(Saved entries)

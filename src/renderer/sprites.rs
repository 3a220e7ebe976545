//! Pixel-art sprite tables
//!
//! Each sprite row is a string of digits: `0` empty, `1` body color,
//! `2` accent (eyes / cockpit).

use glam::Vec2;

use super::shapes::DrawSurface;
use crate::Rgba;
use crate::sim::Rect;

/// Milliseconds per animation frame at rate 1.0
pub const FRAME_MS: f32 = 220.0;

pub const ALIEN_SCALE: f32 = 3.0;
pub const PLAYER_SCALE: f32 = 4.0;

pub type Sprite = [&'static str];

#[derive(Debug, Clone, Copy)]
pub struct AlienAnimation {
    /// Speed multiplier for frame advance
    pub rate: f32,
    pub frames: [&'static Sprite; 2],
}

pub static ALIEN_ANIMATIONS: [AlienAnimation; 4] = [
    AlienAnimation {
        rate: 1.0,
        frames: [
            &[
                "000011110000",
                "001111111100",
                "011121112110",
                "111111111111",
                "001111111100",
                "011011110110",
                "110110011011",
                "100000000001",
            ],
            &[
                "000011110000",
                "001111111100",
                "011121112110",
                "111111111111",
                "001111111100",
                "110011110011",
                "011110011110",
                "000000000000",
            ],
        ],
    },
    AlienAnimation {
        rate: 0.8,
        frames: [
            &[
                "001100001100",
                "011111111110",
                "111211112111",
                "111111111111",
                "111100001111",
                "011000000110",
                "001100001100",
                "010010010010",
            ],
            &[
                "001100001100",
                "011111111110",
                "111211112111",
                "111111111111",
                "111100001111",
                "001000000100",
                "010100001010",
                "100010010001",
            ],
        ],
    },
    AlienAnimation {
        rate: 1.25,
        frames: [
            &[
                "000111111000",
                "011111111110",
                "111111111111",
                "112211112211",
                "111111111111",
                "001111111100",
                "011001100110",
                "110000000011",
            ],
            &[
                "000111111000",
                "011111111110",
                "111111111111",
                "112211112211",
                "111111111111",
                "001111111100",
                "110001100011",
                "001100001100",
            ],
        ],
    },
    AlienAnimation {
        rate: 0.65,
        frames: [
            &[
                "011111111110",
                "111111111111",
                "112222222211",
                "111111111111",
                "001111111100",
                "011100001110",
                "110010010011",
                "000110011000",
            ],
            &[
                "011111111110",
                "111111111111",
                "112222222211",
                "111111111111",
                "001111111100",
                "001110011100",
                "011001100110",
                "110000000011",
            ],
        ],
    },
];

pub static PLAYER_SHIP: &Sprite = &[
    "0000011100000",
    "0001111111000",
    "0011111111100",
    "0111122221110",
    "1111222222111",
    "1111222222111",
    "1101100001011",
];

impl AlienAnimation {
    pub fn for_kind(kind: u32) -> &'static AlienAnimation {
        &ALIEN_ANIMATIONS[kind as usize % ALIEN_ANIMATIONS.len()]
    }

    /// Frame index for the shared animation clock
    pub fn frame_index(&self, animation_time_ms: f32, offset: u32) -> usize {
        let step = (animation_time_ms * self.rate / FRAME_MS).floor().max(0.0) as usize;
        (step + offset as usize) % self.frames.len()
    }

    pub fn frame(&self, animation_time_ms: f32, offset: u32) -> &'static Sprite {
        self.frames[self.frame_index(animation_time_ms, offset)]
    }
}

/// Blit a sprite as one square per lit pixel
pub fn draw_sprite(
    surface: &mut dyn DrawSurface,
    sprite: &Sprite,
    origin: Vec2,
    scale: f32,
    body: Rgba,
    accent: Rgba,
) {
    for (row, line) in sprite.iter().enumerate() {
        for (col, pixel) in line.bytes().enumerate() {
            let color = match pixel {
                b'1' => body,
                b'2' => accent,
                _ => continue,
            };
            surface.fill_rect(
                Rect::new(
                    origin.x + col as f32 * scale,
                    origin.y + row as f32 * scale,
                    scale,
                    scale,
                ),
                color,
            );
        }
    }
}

(Instructions for the task):
Output the line containing "surface: &mut dyn" and every line after it through the final line of the records above, exactly as written and nothing else.

(Reply to the exercise):
    surface: &mut dyn DrawSurface,
    sprite: &Sprite,
    origin: Vec2,
    scale: f32,
    body: Rgba,
    accent: Rgba,
) {
    for (row, line) in sprite.iter().enumerate() {
        for (col, pixel) in line.bytes().enumerate() {
            let color = match pixel {
                b'1' => body,
                b'2' => accent,
                _ => continue,
            };
            surface.fill_rect(
                Rect::new(
                    origin.x + col as f32 * scale,
                    origin.y + row as f32 * scale,
                    scale,
                    scale,
                ),
                color,
            );
        }
    }
}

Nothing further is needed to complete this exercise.